眼圧下降幅はFP受容体作動薬の追加を除いては単剤で1-2mmHg程度にとどまる。
オミデネパグイソプロピル製剤(エイベリス®)
EP2受容体刺激薬で、眼圧下降作用においてラタノプロスト点眼薬に非劣性の点眼薬である。EP2受容体は毛様体と線維柱帯に分布しているため、オミデネパグイソプロピル製剤はぶどう膜強膜流出路および線維柱帯流出路に作用し、眼圧下降作用を示す。
1日1回点眼で、プロスタグランジン製剤にみられる、睫毛増生、色素沈着、上眼瞼溝深化(DUES)などの副作用はないが、結膜充血(22.8%)や角膜肥厚(6.7%)、黄斑浮腫(5.2%)、虹彩炎(3.4%)などを認める。
特に、眼内レンズ挿入眼の患者さんに使用禁忌であり、眼内レンズ挿入眼が他眼のみであっても、使用禁忌とされている。また、タプロスとの併用も羞明や虹彩炎など副作用を高頻度に認めるため、患眼はもちろん、他眼に使用することも禁忌とされている。
炭酸脱水酵素阻害薬:CAI
効果:房水産生抑制
具体的な薬
エイゾプト(ブリンゾラミド)1日2回、トルソプト(ドルゾラミド塩酸塩)1日2回
これは2種類だけです。ダイアモックス(アセタゾラミド)という経口薬もこの分類になります。
βブロッカー
効果:房水産生抑制
具体的な薬
チモプトール・リズモン(チモロールマレイン酸塩)、ミケラン・ブロキレート(カルテオロール塩酸塩)
名前は色々ですがこれも2種類です。
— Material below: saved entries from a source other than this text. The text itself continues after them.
pub mod transfer;

pub use crate::domain::model::{
    ExternalStorageLocation, Operation, PayloadStream, PayloadType, Request,
};
pub use crate::domain::ports::{Connection, ExternalPayloadStorage, Transport};
pub use crate::utils::error::Result;
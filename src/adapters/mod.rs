// Adapters layer: concrete transports for reaching external storage.

pub mod http;

pub use http::{HttpConnection, HttpTransport};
βブロッカーですので喘息既往や不整脈既往の方の使用は注意してください。薬剤によって1日1回か2回です。
β遮断薬、炭酸脱水素酵素阻害薬のいずれも眼圧下降効果はあるが、眼圧下降幅は1-1.5mmHg程度である。
α2刺激薬
効果:房水産生抑制
具体的な薬
アイファガン(ブリモニジン塩酸塩)1日2回
ROCK阻害薬
効果:房水流出促進
具体的な薬
グラナテック(リパスジル塩酸塩水和物)1日2回
グラナテックは結膜充血が必発です。使用前には必ず患者さんにお伝えしましょう。
さらに、緑内障点眼には合剤が存在します。緑内障の治療は上記薬剤を組み合わせて使用していくため、病状が進むとどうしても薬の種類が増えてしまいコンプライアンス不良につながってしまいます。
人によっては1種類を1日3回と2種類を1日2回と1種類を1日1回…なんて方もいらっしゃいます。そのため、合剤をうまく組み合わせていくことが重要となります。
PG+βblocker
具体的な薬
ザラカム・ラタチモ、デュオトラバ・トラチモ、タプコム、ミケルナ
CAI+βblocker
具体的な薬
コソプト・ドルモロール、アゾルガ
いかがでしょうか?種類が多いようで、整理してみると意外とあっさりしていませんか?しかし、やはりよくわからなければ眼科医に相談するのがベストかと思います。よく使われている一般薬剤についてはこちら。
点眼薬の胎児への影響
プロスタノイド受容体関連薬には子宮筋収縮作用、ピロカルピンには胎盤潅流障害などがある。また、緑内障治療薬の乳汁への移行は、交感神経β受容体遮断薬、ブリモニジン酒石酸、および炭酸脱水素酵素阻害薬が確認されている。